近年、看護師の労働組合はこうした状況を打開しようと、ストライキの実施や司法に訴えるという手段をとってきた。インド看護協会は、司法の勧告を受けて、私立病院勤務の看護師の最低賃金を、ほぼ大卒最低賃金水準に相当する月額2万ルピー(約3万5000円)以上に定めるよう各州政府に求めている。各州政府は2018年頃から最低賃金に関する通達を出しているが、筆者らが行った2019年の看護師への調査では、最低賃金以下しか払っていない私立病院がいくつもみられた。また、最低賃金制度を遵守している病院でも、全体的な人件費を抑えるために看護師の数を著しく減らしたという(Tsujita and Oda 2023)。

こうした状況で迎えたコロナ禍で、患者対応を奨励するとともに、感染リスクのある業務につくことへの報酬として、連邦・各州政府は看護師を含めた医療従事者向けに医療・死亡保険の拡充、心の健康のためのヘルプライン、特別慰労金などの支援を打ち出している。
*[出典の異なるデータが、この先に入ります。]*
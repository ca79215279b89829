//! Error types for the promogen library.
//!
//! Every failure surfaces to the caller as a [`PromogenError`] — the pipeline
//! never retries, never returns a partial post, and never swallows an
//! upstream problem. The variants map one-to-one onto the failure modes of
//! the four pipeline stages:
//!
//! * [`Extraction`](PromogenError::Extraction) — a document could not be
//!   converted to text. Raised before any network traffic.
//! * [`ImageDecode`](PromogenError::ImageDecode) — the pixel buffer does not
//!   describe a valid image.
//! * [`Authentication`](PromogenError::Authentication) — the remote API
//!   rejected the credential. Resubmitting with the same credential will not
//!   help.
//! * [`GenerationService`](PromogenError::GenerationService) — the remote
//!   call failed for any other reason (network, quota, 5xx). Carries the
//!   upstream message; the caller may resubmit.

use thiserror::Error;

/// All errors returned by the promogen library.
#[derive(Debug, Error)]
pub enum PromogenError {
    // ── Document errors ───────────────────────────────────────────────────
    /// A supplied document could not be converted to text.
    #[error("Document {index} could not be converted: {detail}\nCheck that the file is a valid PDF.")]
    Extraction { index: usize, detail: String },

    // ── Image errors ──────────────────────────────────────────────────────
    /// The pixel buffer does not describe a decodable image.
    #[error("Image could not be decoded: {detail}")]
    ImageDecode { detail: String },

    // ── Generation errors ─────────────────────────────────────────────────
    /// The remote API rejected the supplied credential (401/403).
    #[error("Authentication failed: {detail}\nCheck the API token for the selected model.")]
    Authentication { detail: String },

    /// The remote generation call failed (network, quota, server error).
    #[error("Generation service error: {message}")]
    GenerationService { message: String },

    /// The generation call exceeded the configured timeout.
    #[error("Generation call timed out after {secs}s\nIncrease api_timeout_secs if the model is slow.")]
    Timeout { secs: u64 },

    /// The model refused to answer: the prompt or the response was blocked.
    #[error("Generation was blocked by the service: {reason}")]
    ResponseBlocked { reason: String },

    // ── Config errors ─────────────────────────────────────────────────────
    /// Builder validation failed.
    #[error("Invalid configuration: {0}")]
    InvalidConfig(String),

    // ── Catch-all ─────────────────────────────────────────────────────────
    /// Unexpected internal error.
    #[error("Internal error: {0}")]
    Internal(String),
}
それでも、感染リスクに見合わない雇用条件や労働環境がネックとなり、慢性的な人手不足を解消できていない2

さらにインド政府は、コロナ禍でも看護師の海外就労を禁止していない。フィリピン政府がコロナ禍初期に医療従事者の海外就労を禁止し、現在でも年間渡航者数を制限しているのとは対照的である。それもあってか、コロナ禍でも看護師の海外就労の募集や渡航に関する報道も少なくない。国内の給与水準、諸手当などの雇用条件や労働環境が改善しない限り、看護師の海外就労志向は変わらないであろう。」

二つ目です。山梨県の産業振興について、医療を絡めた話の資料です。

山梨総合研究所さんから↓

山梨県における医療機器関連産業の振興とメディカル・デバイス・コリドー推進計画

うーん、山梨県の取り組み、すごく個人的には興味深く面白いと感じます。産学共同体制を長期的視点を基に構築すること、県がトップとして指揮をとり持続的に支援をすること、素晴らしいと思いましたよ。

 

他国の情報を知ることは自国を相対的に理解するためにも重要ですよね。また現在進行形の色々な取り組みを知ることもきっと自分の選択肢を増やすために有効だと思います。

今後も皆さんが知らない情報、探して提供していきたいと思います!(^^)!